■ **SOURCE RECORDS**:

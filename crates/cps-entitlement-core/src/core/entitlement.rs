// crates/cps-entitlement-core/src/core/entitlement.rs
// ============================================================================
// Module: Entitlement State
// Description: Tier plus special-access override as a single sum type.
// Purpose: Make the override a structural property of every capability query.
// Dependencies: crate::core::{feature, limits, tier}, serde
// ============================================================================

//! ## Overview
//! An [`Entitlement`] is either a plain tier or a tier overridden by special
//! access. All capability answers are computed from
//! [`Entitlement::effective_tier`], which is [`Tier::MAX`] whenever the
//! override is active, so the override cannot be forgotten by a query.

// ============================================================================
// SECTION: Imports
// ============================================================================

use serde::Deserialize;
use serde::Serialize;

use crate::core::feature::Feature;
use crate::core::limits;
use crate::core::limits::Limit;
use crate::core::tier::Tier;

// ============================================================================
// SECTION: Entitlement
// ============================================================================

/// Current entitlement of a session.
///
/// # Invariants
/// - `Overridden` always resolves to [`Tier::MAX`] for capability queries.
/// - The stored tier is retained under the override so removing special
///   access restores it unchanged.
#[derive(Debug, Clone, Copy, PartialEq, Eq, Serialize, Deserialize)]
#[serde(tag = "kind", rename_all = "snake_case")]
pub enum Entitlement {
    /// Entitlement granted by the stored tier alone.
    Tier {
        /// Stored subscription tier.
        tier: Tier,
    },
    /// Special access is active; the stored tier is kept but not consulted.
    Overridden {
        /// Stored subscription tier.
        stored: Tier,
    },
}

impl Default for Entitlement {
    fn default() -> Self {
        Self::Tier {
            tier: Tier::default(),
        }
    }
}

impl Entitlement {
    /// Builds an entitlement from its two persisted components.
    #[must_use]
    pub const fn from_parts(tier: Tier, special_access: bool) -> Self {
        if special_access {
            Self::Overridden {
                stored: tier,
            }
        } else {
            Self::Tier {
                tier,
            }
        }
    }

    /// Returns the stored tier regardless of override.
    #[must_use]
    pub const fn stored_tier(self) -> Tier {
        match self {
            Self::Tier {
                tier,
            }
            | Self::Overridden {
                stored: tier,
            } => tier,
        }
    }

    /// Returns the tier every capability query is answered for.
    #[must_use]
    pub const fn effective_tier(self) -> Tier {
        match self {
            Self::Tier {
                tier,
            } => tier,
            Self::Overridden {
                ..
            } => Tier::MAX,
        }
    }

    /// Returns true when special access is active.
    #[must_use]
    pub const fn is_overridden(self) -> bool {
        matches!(self, Self::Overridden { .. })
    }

    /// Returns this entitlement with a new stored tier, keeping any override.
    #[must_use]
    pub const fn with_tier(self, tier: Tier) -> Self {
        Self::from_parts(tier, self.is_overridden())
    }

    /// Returns this entitlement with special access set or cleared.
    #[must_use]
    pub const fn with_special_access(self, special_access: bool) -> Self {
        Self::from_parts(self.stored_tier(), special_access)
    }

    /// Returns true when the feature is unlocked.
    #[must_use]
    pub fn has_feature(self, feature: Feature) -> bool {
        feature.is_included_in(self.effective_tier())
    }

    /// Returns the document limit.
    #[must_use]
    pub const fn document_limit(self) -> Limit {
        limits::document_limit(self.effective_tier())
    }

    /// Returns the viewable violation limit.
    #[must_use]
    pub const fn violation_limit(self) -> Limit {
        limits::violation_limit(self.effective_tier())
    }

    /// Returns true when full violation details are visible.
    #[must_use]
    pub const fn can_see_full_violation_details(self) -> bool {
        limits::full_violation_details(self.effective_tier())
    }

    /// Returns the AI credit allowance.
    #[must_use]
    pub const fn ai_credits_limit(self) -> u32 {
        limits::ai_credits(self.effective_tier())
    }

    /// Evaluates a quota check for `used` units already consumed.
    #[must_use]
    pub const fn check_quota(self, metric: QuotaMetric, used: u32) -> QuotaDecision {
        let limit = match metric {
            QuotaMetric::Documents => self.document_limit(),
            QuotaMetric::ViolationsViewed => self.violation_limit(),
            QuotaMetric::AiCredits => Limit::Finite(self.ai_credits_limit()),
        };
        let allowed = limit.allows(used);
        let reason = match (allowed, limit) {
            (true, Limit::Unlimited) => "unlimited",
            (true, Limit::Finite(_)) => "within_limit",
            (false, _) => "limit_reached",
        };
        QuotaDecision {
            metric,
            limit,
            used,
            allowed,
            reason,
        }
    }
}

// ============================================================================
// SECTION: Quotas
// ============================================================================

/// Consumable resource governed by a numeric limit.
///
/// # Invariants
/// - Variants are stable for audit labeling.
#[derive(Debug, Clone, Copy, PartialEq, Eq, Serialize, Deserialize)]
#[serde(rename_all = "snake_case")]
pub enum QuotaMetric {
    /// Analysed documents.
    Documents,
    /// Violations viewed in detail.
    ViolationsViewed,
    /// AI credits spent.
    AiCredits,
}

/// Outcome of a quota check.
///
/// # Invariants
/// - `allowed` is the authoritative decision for the request.
#[derive(Debug, Clone, Copy, PartialEq, Eq, Serialize)]
pub struct QuotaDecision {
    /// Metric that was checked.
    pub metric: QuotaMetric,
    /// Limit in force for the metric.
    pub limit: Limit,
    /// Units already consumed.
    pub used: u32,
    /// Whether one more unit may be consumed.
    pub allowed: bool,
    /// Stable reason label.
    pub reason: &'static str,
}

// ============================================================================
// SECTION: Tests
// ============================================================================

■ **YOUR OBJECTIVE**: Print the whole listing above exactly, please.

■ **SOLVED PROBLEM**:
filename crates/cps-entitlement-core/src/core/entitlement.rs
// crates/cps-entitlement-core/src/core/entitlement.rs
// ============================================================================
// Module: Entitlement State
// Description: Tier plus special-access override as a single sum type.
// Purpose: Make the override a structural property of every capability query.
// Dependencies: crate::core::{feature, limits, tier}, serde
// ============================================================================

//! ## Overview
//! An [`Entitlement`] is either a plain tier or a tier overridden by special
//! access. All capability answers are computed from
//! [`Entitlement::effective_tier`], which is [`Tier::MAX`] whenever the
//! override is active, so the override cannot be forgotten by a query.

// ============================================================================
// SECTION: Imports
// ============================================================================

use serde::Deserialize;
use serde::Serialize;

use crate::core::feature::Feature;
use crate::core::limits;
use crate::core::limits::Limit;
use crate::core::tier::Tier;

// ============================================================================
// SECTION: Entitlement
// ============================================================================

/// Current entitlement of a session.
///
/// # Invariants
/// - `Overridden` always resolves to [`Tier::MAX`] for capability queries.
/// - The stored tier is retained under the override so removing special
///   access restores it unchanged.
#[derive(Debug, Clone, Copy, PartialEq, Eq, Serialize, Deserialize)]
#[serde(tag = "kind", rename_all = "snake_case")]
pub enum Entitlement {
    /// Entitlement granted by the stored tier alone.
    Tier {
        /// Stored subscription tier.
        tier: Tier,
    },
    /// Special access is active; the stored tier is kept but not consulted.
    Overridden {
        /// Stored subscription tier.
        stored: Tier,
    },
}

impl Default for Entitlement {
    fn default() -> Self {
        Self::Tier {
            tier: Tier::default(),
        }
    }
}

impl Entitlement {
    /// Builds an entitlement from its two persisted components.
    #[must_use]
    pub const fn from_parts(tier: Tier, special_access: bool) -> Self {
        if special_access {
            Self::Overridden {
                stored: tier,
            }
        } else {
            Self::Tier {
                tier,
            }
        }
    }

    /// Returns the stored tier regardless of override.
    #[must_use]
    pub const fn stored_tier(self) -> Tier {
        match self {
            Self::Tier {
                tier,
            }
            | Self::Overridden {
                stored: tier,
            } => tier,
        }
    }

    /// Returns the tier every capability query is answered for.
    #[must_use]
    pub const fn effective_tier(self) -> Tier {
        match self {
            Self::Tier {
                tier,
            } => tier,
            Self::Overridden {
                ..
            } => Tier::MAX,
        }
    }

    /// Returns true when special access is active.
    #[must_use]
    pub const fn is_overridden(self) -> bool {
        matches!(self, Self::Overridden { .. })
    }

    /// Returns this entitlement with a new stored tier, keeping any override.
    #[must_use]
    pub const fn with_tier(self, tier: Tier) -> Self {
        Self::from_parts(tier, self.is_overridden())
    }

    /// Returns this entitlement with special access set or cleared.
    #[must_use]
    pub const fn with_special_access(self, special_access: bool) -> Self {
        Self::from_parts(self.stored_tier(), special_access)
    }

    /// Returns true when the feature is unlocked.
    #[must_use]
    pub fn has_feature(self, feature: Feature) -> bool {
        feature.is_included_in(self.effective_tier())
    }

    /// Returns the document limit.
    #[must_use]
    pub const fn document_limit(self) -> Limit {
        limits::document_limit(self.effective_tier())
    }

    /// Returns the viewable violation limit.
    #[must_use]
    pub const fn violation_limit(self) -> Limit {
        limits::violation_limit(self.effective_tier())
    }

    /// Returns true when full violation details are visible.
    #[must_use]
    pub const fn can_see_full_violation_details(self) -> bool {
        limits::full_violation_details(self.effective_tier())
    }

    /// Returns the AI credit allowance.
    #[must_use]
    pub const fn ai_credits_limit(self) -> u32 {
        limits::ai_credits(self.effective_tier())
    }

    /// Evaluates a quota check for `used` units already consumed.
    #[must_use]
    pub const fn check_quota(self, metric: QuotaMetric, used: u32) -> QuotaDecision {
        let limit = match metric {
            QuotaMetric::Documents => self.document_limit(),
            QuotaMetric::ViolationsViewed => self.violation_limit(),
            QuotaMetric::AiCredits => Limit::Finite(self.ai_credits_limit()),
        };
        let allowed = limit.allows(used);
        let reason = match (allowed, limit) {
            (true, Limit::Unlimited) => "unlimited",
            (true, Limit::Finite(_)) => "within_limit",
            (false, _) => "limit_reached",
        };
        QuotaDecision {
            metric,
            limit,
            used,
            allowed,
            reason,
        }
    }
}

// ============================================================================
// SECTION: Quotas
// ============================================================================

/// Consumable resource governed by a numeric limit.
///
/// # Invariants
/// - Variants are stable for audit labeling.
#[derive(Debug, Clone, Copy, PartialEq, Eq, Serialize, Deserialize)]
#[serde(rename_all = "snake_case")]
pub enum QuotaMetric {
    /// Analysed documents.
    Documents,
    /// Violations viewed in detail.
    ViolationsViewed,
    /// AI credits spent.
    AiCredits,
}

/// Outcome of a quota check.
///
/// # Invariants
/// - `allowed` is the authoritative decision for the request.
#[derive(Debug, Clone, Copy, PartialEq, Eq, Serialize)]
pub struct QuotaDecision {
    /// Metric that was checked.
    pub metric: QuotaMetric,
    /// Limit in force for the metric.
    pub limit: Limit,
    /// Units already consumed.
    pub used: u32,
    /// Whether one more unit may be consumed.
    pub allowed: bool,
    /// Stable reason label.
    pub reason: &'static str,
}

// ============================================================================
// SECTION: Tests
// ============================================================================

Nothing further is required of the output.